Pour terminer ce tour d’horizon loin d’être exhaustif, je mentionnerai l’article sur l’impact qu’a pu avoir la traduction sur les normes et conventions linguistiques en Lettonie. La « loi sur les langues » promulguée en 1980 bouleverse respectivement les statuts de la langue de l’original et de la langue de la traduction. Aujourd’hui, 70 % des textes lus par les Lettons sont des traductions, ce qui ne manque pas d’affecter leur langue dans le sens d’une réorientation vers le monde occidental. Pour donner un aperçu du bouleversement, on peut dire qu’en 2007 844 livres ont été traduits en letton, contre 209 en 1985. En 1985, on traduisait 15 fois plus au départ du russe que de l’anglais. ; en 2007, cette proportion s’est clairement inversée puisque l’on y a traduit 5 fois plus au départ de l’anglais que du russe.

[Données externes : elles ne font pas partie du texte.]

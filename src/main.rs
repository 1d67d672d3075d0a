// src/main.rs

use anyhow::Result;
use clap::Parser;
use rbdeploy::config::Config;
use rbdeploy::{DeployFailure, Error};
use tracing_subscriber::EnvFilter;

mod cli;
mod commands;

use cli::{Cli, Commands};

fn main() {
    let cli = Cli::parse();

    // RUST_LOG wins over -v
    let default_level = if cli.verbose { "debug" } else { "info" };
    tracing_subscriber::fmt()
        .with_env_filter(
            EnvFilter::try_from_default_env().unwrap_or_else(|_| EnvFilter::new(default_level)),
        )
        .with_writer(std::io::stderr)
        .init();

    if let Err(err) = run(cli) {
        eprintln!("Error: {:#}", err);
        std::process::exit(exit_code(&err));
    }
}

fn run(cli: Cli) -> Result<()> {
    let config = Config::load(cli.config.as_deref())?;

    match cli.command {
        Commands::Deploy {
            device,
            date,
            release,
            file,
            checksum,
            volume,
            require_checksum,
            dry_run,
        } => commands::cmd_deploy(
            &config,
            commands::BuildRequest {
                device: device.as_deref(),
                date: date.as_deref(),
                release: release.as_deref(),
                file: file.as_deref(),
                checksum: checksum.as_deref(),
            },
            &volume,
            require_checksum,
            dry_run,
        ),
        Commands::Revert {
            backup,
            volume,
            dry_run,
        } => commands::cmd_revert(&config, backup.as_deref(), &volume, dry_run),
        Commands::Backups { volume } => commands::cmd_backups(&config, &volume),
        Commands::List { what, device, max } => {
            commands::cmd_list(&config, what, device.as_deref(), max)
        }
    }
}

/// Exit code for the first classified error in the chain, 1 otherwise
fn exit_code(err: &anyhow::Error) -> i32 {
    err.chain()
        .find_map(|cause| {
            if let Some(failure) = cause.downcast_ref::<DeployFailure>() {
                return Some(failure.kind().exit_code());
            }
            cause.downcast_ref::<Error>().map(|e| e.kind().exit_code())
        })
        .unwrap_or(1)
}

On le voit, ce livre coordonné par B. J. Baer aborde la traduction littéraire en Europe centrale et orientale sous une multitude d’aspects et à différentes époques. Il était par conséquent impossible d’en livrer une recension qui prenne toutes ses facettes en compte ; on m’en excusera, je l’espère. Le livre est particulièrement intéressant, remarquablement documenté et présente une synthèse intelligente et fouillée de cet univers souvent méconnu. La bibliographie qui accompagne chaque article est digne d’intérêt. Le lecteur en ressortira incontestablement enrichi.